The periwinkles grazing on the intertidal rocks, waiting for the return of the tide, are poised also in time, waiting for the moment when they can complete their present phase of evolution and move forward onto the land. All snails that are now terrestrial came of marine ancestry, their forebears having at some time made the transitional crossing of the shore. The periwinkles now are in mid-passage. In the structure and habits of the three species found on the New England coast, one can see clearly the evolutionary stages by which a marine creature is transformed into a land dweller. The smooth periwinkle, still bound to the sea, can endure only brief exposure. At low tide it remains in wet seaweeds. The common periwinkle often lives where it is submerged only briefly at high tide. It still sheds eggs into the sea and so is not ready for land life. The rough periwinkle, however, has cut most of the ties that confine it to the sea; it is now almost a land animal. By becoming viviparous it has progressed beyond dependence on the sea for reproduction. It is able to thrive at the level of the high water of the spring tides because, unlike the related periwinkles of lower tidal levels, it possesses a gill cavity that is well supplied with blood vessels and functions almost as a lung to breathe oxygen from the air. Constant submersion is, in fact, fatal to it and at the present stage of its evolution it can endure up to thirty-one days of exposure to dry air.

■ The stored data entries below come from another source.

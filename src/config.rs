//! Configuration file parser for ~/.config/scephoto/config.toml.
//!
//! The config file is optional; a missing file yields `Config::default()`.
//! Unknown keys are ignored by serde but logged as warnings, since they are
//! usually typos.
use serde::Deserialize;
use std::path::{Path, PathBuf};
use std::time::Duration;
use thiserror::Error;
use url::Url;

// ============================================================================
// Error Types
// ============================================================================

#[derive(Debug, Error)]
pub enum ConfigError {
    #[error("Failed to read config file: {0}")]
    Io(#[from] std::io::Error),

    #[error("Invalid TOML in config file: {0}")]
    Parse(#[from] toml::de::Error),

    /// SEC-014: Config file exceeds maximum allowed size.
    #[error("Config file too large: {0}")]
    TooLarge(String),
}

// ============================================================================
// Configuration Structs
// ============================================================================

/// Sync engine configuration.
///
/// All fields use `#[serde(default)]` so any subset of keys can be specified.
/// Command-line flags override whatever the file sets.
#[derive(Debug, Clone, PartialEq, Deserialize)]
#[serde(default)]
pub struct Config {
    /// Master feed URI. Required, either here or on the command line.
    pub feed_uri: Option<Url>,

    /// Directory for cached feed documents and media. Defaults to
    /// `<config dir>/cache` when unset.
    pub cache_dir: Option<PathBuf>,

    /// Per-request timeout in seconds.
    pub request_timeout_secs: u64,

    /// Upper bound on a single downloaded document.
    pub max_feed_size_bytes: usize,

    /// Download images, thumbnails and description files after the feeds.
    pub download_media: bool,

    pub max_concurrent_downloads: usize,

    /// Base delay for retry backoff; doubles on each retry.
    pub retry_backoff_ms: u64,
}

impl Default for Config {
    fn default() -> Self {
        Self {
            feed_uri: None,
            cache_dir: None,
            request_timeout_secs: 30,
            max_feed_size_bytes: 10 * 1024 * 1024,
            download_media: false,
            max_concurrent_downloads: 4,
            retry_backoff_ms: 2000,
        }
    }
}

impl Config {
    /// SEC-014: Maximum config file size (1 MB).
    const MAX_FILE_SIZE: u64 = 1_048_576;

    const KNOWN_KEYS: [&'static str; 7] = [
        "feed_uri",
        "cache_dir",
        "request_timeout_secs",
        "max_feed_size_bytes",
        "download_media",
        "max_concurrent_downloads",
        "retry_backoff_ms",
    ];

    /// Load configuration from a TOML file.
    ///
    /// - Missing file → `Ok(Config::default())`
    /// - Empty file → `Ok(Config::default())`
    /// - Invalid TOML or an unparsable `feed_uri` → `Err(ConfigError::Parse)`
    /// - Unknown keys → accepted, logged as warning
    pub fn load(path: &Path) -> Result<Self, ConfigError> {
        // SEC-014: Check file size before reading to prevent memory exhaustion
        // from a maliciously large or corrupted config file.
        match std::fs::metadata(path) {
            Ok(meta) if meta.len() > Self::MAX_FILE_SIZE => {
                return Err(ConfigError::TooLarge(format!(
                    "Config file is {} bytes (max {} bytes)",
                    meta.len(),
                    Self::MAX_FILE_SIZE
                )));
            }
            Err(e) if e.kind() == std::io::ErrorKind::NotFound => {
                tracing::debug!(path = %path.display(), "No config file found, using defaults");
                return Ok(Self::default());
            }
            Err(e) => return Err(ConfigError::Io(e)),
            Ok(_) => {}
        }

        let content = match std::fs::read_to_string(path) {
            Ok(c) => c,
            Err(e) if e.kind() == std::io::ErrorKind::NotFound => {
                // Deleted between metadata and read
                tracing::debug!(path = %path.display(), "Config file disappeared, using defaults");
                return Ok(Self::default());
            }
            Err(e) => return Err(ConfigError::Io(e)),
        };

        if content.trim().is_empty() {
            tracing::debug!(path = %path.display(), "Config file is empty, using defaults");
            return Ok(Self::default());
        }

        if let Ok(raw) = content.parse::<toml::Table>() {
            for key in raw.keys() {
                if !Self::KNOWN_KEYS.contains(&key.as_str()) {
                    tracing::warn!(key = %key, "Unknown key in config file, ignoring");
                }
            }
        }

        let config: Config = toml::from_str(&content)?;
        tracing::info!(
            path = %path.display(),
            feed_uri = ?config.feed_uri.as_ref().map(Url::as_str),
            download_media = config.download_media,
            "Loaded configuration"
        );
        Ok(config)
    }

    pub fn request_timeout(&self) -> Duration {
        Duration::from_secs(self.request_timeout_secs)
    }

    pub fn retry_backoff(&self) -> Duration {
        Duration::from_millis(self.retry_backoff_ms)
    }
}

// ============================================================================
// Tests
// ============================================================================

#[cfg(test)]
mod tests {
    use super::*;

    fn write_config(name: &str, content: &str) -> (PathBuf, PathBuf) {
        let dir = std::env::temp_dir().join(format!("scephoto_config_test_{name}"));
        std::fs::create_dir_all(&dir).unwrap();
        let path = dir.join("config.toml");
        std::fs::write(&path, content).unwrap();
        (dir, path)
    }

    #[test]
    fn test_default_config() {
        let config = Config::default();
        assert!(config.feed_uri.is_none());
        assert!(config.cache_dir.is_none());
        assert_eq!(config.request_timeout(), Duration::from_secs(30));
        assert_eq!(config.max_feed_size_bytes, 10 * 1024 * 1024);
        assert!(!config.download_media);
        assert_eq!(config.max_concurrent_downloads, 4);
        assert_eq!(config.retry_backoff(), Duration::from_secs(2));
    }

    #[test]
    fn test_missing_file_returns_default() {
        let path = Path::new("/tmp/scephoto_test_nonexistent_config.toml");
        let config = Config::load(path).unwrap();
        assert_eq!(config, Config::default());
    }

    #[test]
    fn test_empty_and_whitespace_files_return_default() {
        for (name, content) in [("empty", ""), ("whitespace", "   \n  \n  ")] {
            let (dir, path) = write_config(name, content);
            assert_eq!(Config::load(&path).unwrap(), Config::default());
            std::fs::remove_dir_all(&dir).ok();
        }
    }

    #[test]
    fn test_partial_config_uses_defaults_for_missing() {
        let (dir, path) = write_config("partial", "download_media = true\n");

        let config = Config::load(&path).unwrap();
        assert!(config.download_media);
        assert_eq!(config.request_timeout_secs, 30); // default
        assert!(config.feed_uri.is_none()); // default

        std::fs::remove_dir_all(&dir).ok();
    }

    #[test]
    fn test_full_config() {
        let content = r#"
feed_uri = "http://photos.example.com/feeds/master.xml"
cache_dir = "/var/cache/scephoto"
request_timeout_secs = 10
max_feed_size_bytes = 4096
download_media = true
max_concurrent_downloads = 8
retry_backoff_ms = 250
"#;
        let (dir, path) = write_config("full", content);

        let config = Config::load(&path).unwrap();
        assert_eq!(
            config.feed_uri.as_ref().map(Url::as_str),
            Some("http://photos.example.com/feeds/master.xml")
        );
        assert_eq!(config.cache_dir, Some(PathBuf::from("/var/cache/scephoto")));
        assert_eq!(config.request_timeout(), Duration::from_secs(10));
        assert_eq!(config.max_feed_size_bytes, 4096);
        assert!(config.download_media);
        assert_eq!(config.max_concurrent_downloads, 8);
        assert_eq!(config.retry_backoff(), Duration::from_millis(250));

        std::fs::remove_dir_all(&dir).ok();
    }

    #[test]
    fn test_invalid_toml_returns_error() {
        let (dir, path) = write_config("invalid", "this is not [valid toml");

        let err = Config::load(&path).unwrap_err();
        assert!(matches!(err, ConfigError::Parse(_)));
        assert!(err.to_string().contains("Invalid TOML"));

        std::fs::remove_dir_all(&dir).ok();
    }

    #[test]
    fn test_invalid_feed_uri_returns_error() {
        let (dir, path) = write_config("bad_uri", "feed_uri = \"not a uri\"\n");

        let result = Config::load(&path);
        assert!(matches!(result, Err(ConfigError::Parse(_))));

        std::fs::remove_dir_all(&dir).ok();
    }

    #[test]
    fn test_unknown_keys_accepted() {
        let content = r#"
download_media = true
totally_fake_key = "should not fail"
"#;
        let (dir, path) = write_config("unknown", content);

        let config = Config::load(&path).unwrap();
        assert!(config.download_media);

        std::fs::remove_dir_all(&dir).ok();
    }

    #[test]
    fn test_wrong_type_returns_error() {
        let (dir, path) = write_config("wrongtype", "request_timeout_secs = \"soon\"\n");
        assert!(Config::load(&path).is_err());
        std::fs::remove_dir_all(&dir).ok();
    }

    // SEC-014: File size limit
    #[test]
    fn test_too_large_file_rejected() {
        let (dir, path) = write_config("too_large", &"a".repeat(1_048_577));

        let err = Config::load(&path).unwrap_err();
        assert!(matches!(err, ConfigError::TooLarge(_)));
        assert!(err.to_string().contains("too large"));

        std::fs::remove_dir_all(&dir).ok();
    }

    #[test]
    fn test_file_at_size_limit_accepted() {
        let mut content = "download_media = false\n".to_string();
        while content.len() < 1_048_576 - 20 {
            content.push_str("# padding comment\n");
        }
        content.truncate(1_048_576);
        let (dir, path) = write_config("at_limit", &content);

        assert!(Config::load(&path).is_ok());

        std::fs::remove_dir_all(&dir).ok();
    }
}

The rough periwinkle has been found by a French experimenter to have the rhythm of the tides deeply impressed upon its behavior patterns, so that it “remembers” even when no longer exposed to the alternating rise and fall of the water. It is most active during the fortnightly visits of the spring tides to its rocks, but in the waterless intervals it becomes progressively more sluggish and its tissues undergo a certain desiccation. With the return of the spring tides the cycle is reversed. When taken into a laboratory the snails for many months reflect in their behavior the advance and retreat of the sea over their native shores.